--- HOW TO COMPLETE THIS TASK ---
Word for word, restate the lines from the start of the data below through the line containing "expected .asm, found".

--- Stored data ---
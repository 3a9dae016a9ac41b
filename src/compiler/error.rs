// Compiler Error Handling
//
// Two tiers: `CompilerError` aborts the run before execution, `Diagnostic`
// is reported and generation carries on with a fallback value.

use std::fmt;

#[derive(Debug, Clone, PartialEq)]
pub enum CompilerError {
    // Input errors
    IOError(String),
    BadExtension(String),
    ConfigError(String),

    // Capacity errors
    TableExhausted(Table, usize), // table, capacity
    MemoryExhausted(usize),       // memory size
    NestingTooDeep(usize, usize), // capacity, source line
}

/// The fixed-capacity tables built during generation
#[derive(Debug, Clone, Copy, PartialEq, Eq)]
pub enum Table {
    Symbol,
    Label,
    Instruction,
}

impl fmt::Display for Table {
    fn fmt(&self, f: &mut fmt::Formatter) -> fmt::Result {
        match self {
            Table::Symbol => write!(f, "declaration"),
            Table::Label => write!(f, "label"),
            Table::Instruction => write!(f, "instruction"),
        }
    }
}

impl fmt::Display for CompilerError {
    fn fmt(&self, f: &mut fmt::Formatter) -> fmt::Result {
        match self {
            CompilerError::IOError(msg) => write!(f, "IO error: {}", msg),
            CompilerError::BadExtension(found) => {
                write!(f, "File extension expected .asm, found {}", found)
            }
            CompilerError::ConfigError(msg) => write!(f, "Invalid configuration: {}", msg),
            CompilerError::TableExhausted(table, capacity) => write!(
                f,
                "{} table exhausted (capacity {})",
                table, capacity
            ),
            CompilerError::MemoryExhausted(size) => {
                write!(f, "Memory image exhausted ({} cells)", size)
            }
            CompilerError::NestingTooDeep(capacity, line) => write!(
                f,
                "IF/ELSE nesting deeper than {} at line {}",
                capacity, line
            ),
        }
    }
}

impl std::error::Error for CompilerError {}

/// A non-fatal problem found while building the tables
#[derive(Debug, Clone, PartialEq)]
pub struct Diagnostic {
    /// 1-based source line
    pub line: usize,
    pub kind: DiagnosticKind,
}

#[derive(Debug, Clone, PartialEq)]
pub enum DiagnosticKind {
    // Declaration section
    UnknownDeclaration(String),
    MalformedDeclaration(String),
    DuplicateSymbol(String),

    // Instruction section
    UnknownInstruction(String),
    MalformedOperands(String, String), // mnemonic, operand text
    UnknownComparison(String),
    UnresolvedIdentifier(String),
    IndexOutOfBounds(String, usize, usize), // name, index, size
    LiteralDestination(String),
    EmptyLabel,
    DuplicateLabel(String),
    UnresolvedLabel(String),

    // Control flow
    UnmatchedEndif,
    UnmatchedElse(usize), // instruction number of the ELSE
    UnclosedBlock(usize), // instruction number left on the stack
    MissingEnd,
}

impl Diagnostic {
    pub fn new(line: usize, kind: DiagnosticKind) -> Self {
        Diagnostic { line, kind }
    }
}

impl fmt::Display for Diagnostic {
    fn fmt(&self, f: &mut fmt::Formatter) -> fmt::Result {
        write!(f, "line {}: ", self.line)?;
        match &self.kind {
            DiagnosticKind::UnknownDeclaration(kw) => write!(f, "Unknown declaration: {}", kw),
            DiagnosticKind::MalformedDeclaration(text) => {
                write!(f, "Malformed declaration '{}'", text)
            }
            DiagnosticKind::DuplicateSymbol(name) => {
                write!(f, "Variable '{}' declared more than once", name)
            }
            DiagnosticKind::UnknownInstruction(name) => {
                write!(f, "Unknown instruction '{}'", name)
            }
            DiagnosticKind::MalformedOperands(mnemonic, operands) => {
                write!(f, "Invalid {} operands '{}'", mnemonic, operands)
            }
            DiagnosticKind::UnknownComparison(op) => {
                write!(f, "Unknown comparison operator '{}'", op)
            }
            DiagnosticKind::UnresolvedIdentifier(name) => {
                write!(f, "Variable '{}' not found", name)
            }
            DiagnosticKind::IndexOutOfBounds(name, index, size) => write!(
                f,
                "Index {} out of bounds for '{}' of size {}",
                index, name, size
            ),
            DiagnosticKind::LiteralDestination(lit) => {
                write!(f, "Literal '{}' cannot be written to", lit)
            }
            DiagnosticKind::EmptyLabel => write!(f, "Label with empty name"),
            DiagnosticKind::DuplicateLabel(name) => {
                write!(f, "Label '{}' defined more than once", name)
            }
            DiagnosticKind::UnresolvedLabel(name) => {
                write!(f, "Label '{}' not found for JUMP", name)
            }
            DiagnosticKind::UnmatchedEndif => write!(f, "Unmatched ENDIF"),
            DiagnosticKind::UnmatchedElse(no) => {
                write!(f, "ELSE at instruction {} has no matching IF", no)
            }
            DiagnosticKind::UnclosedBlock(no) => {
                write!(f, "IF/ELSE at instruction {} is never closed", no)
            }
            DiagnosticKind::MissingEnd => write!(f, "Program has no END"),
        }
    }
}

--- SOLUTION ---
repository 3a9dae016a9ac41b
filename src/compiler/error.rs
// Compiler Error Handling
//
// Two tiers: `CompilerError` aborts the run before execution, `Diagnostic`
// is reported and generation carries on with a fallback value.

use std::fmt;

#[derive(Debug, Clone, PartialEq)]
pub enum CompilerError {
    // Input errors
    IOError(String),
    BadExtension(String),
    ConfigError(String),

    // Capacity errors
    TableExhausted(Table, usize), // table, capacity
    MemoryExhausted(usize),       // memory size
    NestingTooDeep(usize, usize), // capacity, source line
}

/// The fixed-capacity tables built during generation
#[derive(Debug, Clone, Copy, PartialEq, Eq)]
pub enum Table {
    Symbol,
    Label,
    Instruction,
}

impl fmt::Display for Table {
    fn fmt(&self, f: &mut fmt::Formatter) -> fmt::Result {
        match self {
            Table::Symbol => write!(f, "declaration"),
            Table::Label => write!(f, "label"),
            Table::Instruction => write!(f, "instruction"),
        }
    }
}

impl fmt::Display for CompilerError {
    fn fmt(&self, f: &mut fmt::Formatter) -> fmt::Result {
        match self {
            CompilerError::IOError(msg) => write!(f, "IO error: {}", msg),
            CompilerError::BadExtension(found) => {
                write!(f, "File extension expected .asm, found {}", found)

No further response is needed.